On the third day, the impact of days 1 and 2 are then integrated into the ‘so what’ back in the workplace, to ensure that participants have grasped the concrete applications of their learning. This is done through a mix of reviewing learning and further exercises to translate the techniques into work contexts.

A positive experience from the open programme

Ian Hughes, Chief Executive of Consumer Intelligence Limited, recently took part in Leading with Presence following a recommendation from his Head of Talent.

“In recent years Consumer Intelligence has grown massively in terms of our global reach, the number of employees and also our turnover. To support and sustain we have been looking at developing our team at all levels, I took that opportunity to look at my own approach to leadership and challenge myself and the way I work.”

“When my Head of Talent put forward Leading with Presence it’s fair to say that I was deeply suspicious. I’ve completed courses at some of the best business schools in the world and I was concerned that working with horses to develop leadership skills smacked of ‘snake oil and gypsy medicine’. I put these concerns to one side, despite the fact there was no actual horse riding involved, and accepted that it represented a chance for me to see a different side to my personality and business skills. I acknowledged to my family that, worst case scenario, I’d lose three days of my life and headed off to Roffey Park!”

“I’m happy to be honest and say that at the end of day one of the programme I called home and admitted that I wasn’t sure why I was there. Although tempted to head home then, I decided to give it one more day and I’m so relieved that I did. On day two the penny dropped and brought the learning of day one into context.”

“As a hard-bitten businessman, I’m not that fussed about horses. But I was fascinated by the way the horses react and how your presence influences them. Working with the horses in this way was the moment of truth for me: when you lead with your head and your gut, you get stuff done but you’re not truly leading with presence and taking your people with you.”

“At one point I had a ten-minute stand-off with a horse: I was trying to lead the horse and wanted it to move, but it wouldn’t budge and I felt I was going around in circles. I had to accept that to get the horse to move, I had to connect with it and change my mind-set and behaviour. You could say it was an epiphany – it wasn’t about me, it was about the horse and my leadership of it, I needed to see myself through her eyes.”

“When I left Roffey Park following the programme, the reality of the workplace really does come at me like a steam train.
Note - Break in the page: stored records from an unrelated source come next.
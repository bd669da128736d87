//! Key-value stores backing the leaderboard.
use std::{
    collections::{BTreeMap, HashMap},
    fs, io,
    path::{Path, PathBuf},
};

use serde::{Deserialize, Serialize};
use thiserror::Error;

/// String key-value storage. Each key is independently present or absent.
pub trait ScoreStore {
    /// Get the value stored under `key`.
    fn get(&self, key: &str) -> Option<String>;

    /// Store `value` under `key`, replacing any previous value.
    fn set(&mut self, key: &str, value: String) -> Result<(), StoreError>;
}

/// Error returned when a store cannot be read or written.
#[derive(Debug, Error)]
pub enum StoreError {
    /// The file could not be read or written.
    #[error("could not access score file {}", .path.display())]
    Io { path: PathBuf, source: io::Error },

    /// The file exists but does not hold a score table.
    #[error("score file {} is not valid JSON", .path.display())]
    Json {
        path: PathBuf,
        source: serde_json::Error,
    },
}

/// In-process store. Contents are lost when it is dropped.
#[derive(Debug, Default, Clone)]
pub struct MemoryStore {
    values: HashMap<String, String>,
}

impl MemoryStore {
    /// Create an empty store.
    pub fn new() -> Self {
        Self::default()
    }
}

impl ScoreStore for MemoryStore {
    fn get(&self, key: &str) -> Option<String> {
        self.values.get(key).cloned()
    }

    fn set(&mut self, key: &str, value: String) -> Result<(), StoreError> {
        self.values.insert(key.to_owned(), value);
        Ok(())
    }
}

/// On-disk layout of a [`JsonFileStore`].
#[derive(Debug, Default, Serialize, Deserialize)]
struct ScoreFile {
    #[serde(default)]
    slots: BTreeMap<String, String>,
}

/// Store kept in a JSON file. Every [`set`][ScoreStore::set] rewrites the file, and a
/// value only becomes visible once it has been written.
#[derive(Debug)]
pub struct JsonFileStore {
    path: PathBuf,
    contents: ScoreFile,
}

impl JsonFileStore {
    /// Open the store at `path`. A missing file is treated as an empty store and is
    /// only created on the first write.
    pub fn open(path: impl Into<PathBuf>) -> Result<Self, StoreError> {
        let path = path.into();
        let contents = match fs::read_to_string(&path) {
            Ok(text) => serde_json::from_str(&text).map_err(|source| StoreError::Json {
                path: path.clone(),
                source,
            })?,
            Err(err) if err.kind() == io::ErrorKind::NotFound => {
                log::debug!("no score file at {}, starting empty", path.display());
                ScoreFile::default()
            }
            Err(source) => return Err(StoreError::Io { path, source }),
        };
        Ok(Self { path, contents })
    }

    /// Location of the backing file.
    pub fn path(&self) -> &Path {
        &self.path
    }

    fn save(&self) -> Result<(), StoreError> {
        let text = serde_json::to_string_pretty(&self.contents).map_err(|source| {
            StoreError::Json {
                path: self.path.clone(),
                source,
            }
        })?;
        fs::write(&self.path, text).map_err(|source| StoreError::Io {
            path: self.path.clone(),
            source,
        })
    }
}

impl ScoreStore for JsonFileStore {
    fn get(&self, key: &str) -> Option<String> {
        self.contents.slots.get(key).cloned()
    }

    fn set(&mut self, key: &str, value: String) -> Result<(), StoreError> {
        let previous = self.contents.slots.insert(key.to_owned(), value);
        if let Err(err) = self.save() {
            match previous {
                Some(previous) => self.contents.slots.insert(key.to_owned(), previous),
                None => self.contents.slots.remove(key),
            };
            return Err(err);
        }
        Ok(())
    }
}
It would have been far too easy to go back to my pre-horse leadership style, but I quickly recognised that this would not be of benefit to me, my team or my business. The programme has also introduced practical changes to the way I manage myself: every day I take some time to centre myself, focus on the priorities ahead and align my thinking with what I need to achieve.”

“Leading with Presence was a deeply personal experience and represents a moment of massive change for me. It has given me a fundamental pragmatism that I can bring into action in my day-to-day life and since completing the programme I have made some significant changes to the business that have had a positive impact on the way we operate, as well as our success and profitability. If I had not been on the programme, these changes would certainly not have taken place.”